*Task goal*
The answer should consist of each line below that contains the word "settings".

*Extracted entries*
= = = =

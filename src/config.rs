//! # Site Configuration and Source Descriptors
//!
//! This module defines the data structures read from the site's
//! `_config.yml` and from the front matter of index documents, together with
//! the parsing logic that turns them into typed values.
//!
//! ## Key Components
//!
//! - **`SiteConfig`**: The site-wide settings the synchronization phase
//!   consumes (`is_hub`, `refresh_remote_data`, `parent_hub`, ...). It is
//!   parsed once and passed explicitly to whoever needs it.
//!
//! - **`RefreshMode`**: The global refresh policy (`always`, `last-resort`,
//!   `skip`). An unknown value is a fatal configuration error raised while
//!   the configuration is loaded, before any network activity.
//!
//! - **Descriptors**: `ProjectSite`, `DocsOverride`, `SpecSource` and
//!   `BuildDescriptor` mirror the front-matter blocks through which documents
//!   declare where their content lives. `RemoteSource` is the normalized,
//!   immutable form handed to the checkout engine.

use std::fmt;
use std::path::Path;
use std::str::FromStr;

use serde::{Deserialize, Serialize};
use serde_yaml::{Mapping, Value};

use crate::defaults::{CONFIG_FILE, DEFAULT_BRANCH, DEFAULT_DOCS_SUBTREE};
use crate::error::{Error, Result};

/// Global policy deciding when remote data is fetched.
#[derive(Debug, Clone, Copy, PartialEq, Eq, Default, Serialize)]
#[serde(rename_all = "kebab-case")]
pub enum RefreshMode {
    /// Fetch every source and hard-reset it to the remote branch tip.
    Always,
    /// Check out from local refs; fetch only if that fails.
    #[default]
    LastResort,
    /// Never touch the network; use checkouts as they are.
    Skip,
}

impl RefreshMode {
    pub const VALID_VALUES: [&'static str; 3] = ["always", "last-resort", "skip"];

    pub fn as_str(&self) -> &'static str {
        match self {
            RefreshMode::Always => "always",
            RefreshMode::LastResort => "last-resort",
            RefreshMode::Skip => "skip",
        }
    }
}

impl FromStr for RefreshMode {
    type Err = Error;

    fn from_str(s: &str) -> Result<Self> {
        match s {
            "always" => Ok(RefreshMode::Always),
            "last-resort" => Ok(RefreshMode::LastResort),
            "skip" => Ok(RefreshMode::Skip),
            other => Err(Error::ConfigParse {
                message: format!("Invalid refresh_remote_data value '{}'", other),
                hint: Some(format!(
                    "expected one of: {}",
                    RefreshMode::VALID_VALUES.join(", ")
                )),
            }),
        }
    }
}

impl fmt::Display for RefreshMode {
    fn fmt(&self, f: &mut fmt::Formatter<'_>) -> fmt::Result {
        f.write_str(self.as_str())
    }
}

/// `parent_hub` block of a project site's configuration.
#[derive(Debug, Clone, Default, PartialEq, Serialize, Deserialize)]
pub struct ParentHub {
    #[serde(default)]
    pub git_repo_url: Option<String>,
    #[serde(default)]
    pub git_repo_branch: Option<String>,
}

/// Raw shape of `_config.yml`; `refresh_remote_data` stays a string until
/// it is validated.
#[derive(Debug, Deserialize)]
struct RawSiteConfig {
    #[serde(default)]
    title: Option<String>,
    #[serde(default)]
    is_hub: bool,
    #[serde(default)]
    refresh_remote_data: Option<String>,
    #[serde(default)]
    parent_hub: Option<ParentHub>,
    #[serde(default)]
    collections: Option<CollectionsDecl>,
    #[serde(flatten)]
    extra: Mapping,
}

/// Jekyll allows `collections` to be either a list of labels or a map from
/// label to per-collection settings.
#[derive(Debug, Deserialize)]
#[serde(untagged)]
enum CollectionsDecl {
    List(Vec<String>),
    Map(Mapping),
}

impl CollectionsDecl {
    fn labels(self) -> Vec<String> {
        match self {
            CollectionsDecl::List(labels) => labels,
            CollectionsDecl::Map(map) => map
                .into_iter()
                .filter_map(|(key, _)| key.as_str().map(str::to_string))
                .collect(),
        }
    }
}

/// Site-wide settings consumed by the synchronization phase.
#[derive(Debug, Clone, PartialEq, Serialize)]
pub struct SiteConfig {
    pub title: Option<String>,
    pub is_hub: bool,
    pub refresh_remote_data: RefreshMode,
    pub parent_hub: Option<ParentHub>,
    /// Collections declared by the site, if any.
    pub collections: Option<Vec<String>>,
    /// Keys this crate does not interpret, kept for the templating stage.
    pub extra: Mapping,
}

impl Default for SiteConfig {
    fn default() -> Self {
        Self {
            title: None,
            is_hub: false,
            refresh_remote_data: RefreshMode::default(),
            parent_hub: None,
            collections: None,
            extra: Mapping::new(),
        }
    }
}

impl SiteConfig {
    /// Parse a `_config.yml` document.
    pub fn parse(yaml: &str) -> Result<Self> {
        let raw: RawSiteConfig = if yaml.trim().is_empty() {
            serde_yaml::from_str("{}")?
        } else {
            serde_yaml::from_str(yaml).map_err(|e| Error::ConfigParse {
                message: e.to_string(),
                hint: None,
            })?
        };

        let refresh_remote_data = match raw.refresh_remote_data {
            Some(value) => value.parse()?,
            None => RefreshMode::default(),
        };

        Ok(Self {
            title: raw.title,
            is_hub: raw.is_hub,
            refresh_remote_data,
            parent_hub: raw.parent_hub,
            collections: raw.collections.map(CollectionsDecl::labels),
            extra: raw.extra,
        })
    }

    /// Load `_config.yml` from a site source directory. A missing file
    /// yields the default configuration.
    pub fn load(source: &Path) -> Result<Self> {
        let path = source.join(CONFIG_FILE);
        if !path.exists() {
            log::debug!("No {} in {}, using defaults", CONFIG_FILE, source.display());
            return Ok(Self::default());
        }
        let content = std::fs::read_to_string(&path)?;
        Self::parse(&content)
    }

    /// Labels of the collections the site loader reads, not counting the
    /// site-level posts.
    pub fn collection_labels(&self) -> Vec<String> {
        match &self.collections {
            Some(labels) => labels.clone(),
            None if self.is_hub => vec!["projects".to_string()],
            None => vec!["software".to_string(), "specs".to_string()],
        }
    }

    /// The parent hub source, when the site declares one with a URL.
    pub fn parent_hub_source(&self) -> Option<(String, String)> {
        let hub = self.parent_hub.as_ref()?;
        let url = hub.git_repo_url.clone()?;
        let branch = hub
            .git_repo_branch
            .clone()
            .unwrap_or_else(|| DEFAULT_BRANCH.to_string());
        Some((url, branch))
    }
}

/// One fetchable unit: remote URL, branch and optional sparse subtrees.
///
/// Immutable once built.
#[derive(Debug, Clone, PartialEq, Eq, Serialize)]
pub struct RemoteSource {
    url: String,
    branch: String,
    subtrees: Vec<String>,
}

impl RemoteSource {
    pub fn new(url: impl Into<String>, branch: Option<&str>) -> Self {
        Self {
            url: url.into(),
            branch: branch.unwrap_or(DEFAULT_BRANCH).to_string(),
            subtrees: Vec::new(),
        }
    }

    /// Restrict the checkout to the given subtrees. Blank entries are
    /// ignored.
    pub fn with_subtrees<I, S>(mut self, subtrees: I) -> Self
    where
        I: IntoIterator<Item = S>,
        S: AsRef<str>,
    {
        self.subtrees = subtrees
            .into_iter()
            .map(|s| s.as_ref().trim_matches('/').to_string())
            .filter(|s| !s.is_empty())
            .collect();
        self
    }

    pub fn url(&self) -> &str {
        &self.url
    }

    pub fn branch(&self) -> &str {
        &self.branch
    }

    pub fn subtrees(&self) -> &[String] {
        &self.subtrees
    }

    pub fn is_sparse(&self) -> bool {
        !self.subtrees.is_empty()
    }

    /// The remote-tracking ref this source is checked out from.
    pub fn tracking_ref(&self) -> String {
        format!("{}/{}", crate::defaults::REMOTE_NAME, self.branch)
    }
}

/// `site` block of a project index document on a hub.
#[derive(Debug, Clone, Deserialize)]
pub struct ProjectSite {
    pub git_repo_url: String,
    #[serde(default)]
    pub git_repo_branch: Option<String>,
}

/// `docs` block of a software index document.
#[derive(Debug, Clone, Default, Deserialize)]
pub struct DocsOverride {
    #[serde(default)]
    pub git_repo_url: Option<String>,
    #[serde(default)]
    pub git_repo_branch: Option<String>,
    #[serde(default)]
    pub git_repo_subtree: Option<String>,
}

/// `build` block of a spec source.
#[derive(Debug, Clone, Deserialize)]
pub struct BuildDescriptor {
    pub engine: String,
    #[serde(default)]
    pub options: Mapping,
}

/// `spec_source` block of a spec index document.
#[derive(Debug, Clone, Deserialize)]
pub struct SpecSource {
    pub git_repo_url: String,
    #[serde(default)]
    pub git_repo_branch: Option<String>,
    #[serde(default)]
    pub git_repo_subtree: Option<String>,
    pub build: BuildDescriptor,
}

impl SpecSource {
    pub fn remote(&self) -> RemoteSource {
        RemoteSource::new(&self.git_repo_url, self.git_repo_branch.as_deref())
            .with_subtrees(self.git_repo_subtree.iter())
    }
}

/// Where a software item's documentation and timestamp come from.
#[derive(Debug, Clone, PartialEq, Eq)]
pub struct SoftwareSources {
    /// The item's main repository (`repo_url`).
    pub main_repo: String,
    /// Source of the documentation subtree.
    pub docs: RemoteSource,
}

impl SoftwareSources {
    /// Resolve the documentation source of a software item: the main
    /// repository's `docs` subtree unless a `docs` block overrides the URL,
    /// branch or subtree.
    pub fn resolve(main_repo: &str, docs: Option<&DocsOverride>) -> Self {
        let url = docs
            .and_then(|d| d.git_repo_url.as_deref())
            .unwrap_or(main_repo);
        let branch = docs.and_then(|d| d.git_repo_branch.as_deref());
        let subtree = docs
            .and_then(|d| d.git_repo_subtree.as_deref())
            .unwrap_or(DEFAULT_DOCS_SUBTREE);

        Self {
            main_repo: main_repo.to_string(),
            docs: RemoteSource::new(url, branch).with_subtrees([subtree]),
        }
    }

    /// Whether the documentation lives in a repository other than the main
    /// one, so the main repository must be fetched for its timestamp.
    pub fn docs_in_separate_repo(&self) -> bool {
        self.docs.url() != self.main_repo
    }
}

/// Deserialize an optional front-matter block into a descriptor.
pub fn descriptor<T>(data: &Mapping, key: &str, document: &str) -> Result<Option<T>>
where
    T: for<'de> Deserialize<'de>,
{
    match data.get(key) {
        None | Some(Value::Null) => Ok(None),
        Some(value) => serde_yaml::from_value(value.clone())
            .map(Some)
            .map_err(|e| Error::Descriptor {
                document: document.to_string(),
                message: format!("{}: {}", key, e),
            }),
    }
}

= = = =

*Expected output*
//! - **`SiteConfig`**: The site-wide settings the synchronization phase
/// label to per-collection settings.
/// Site-wide settings consumed by the synchronization phase.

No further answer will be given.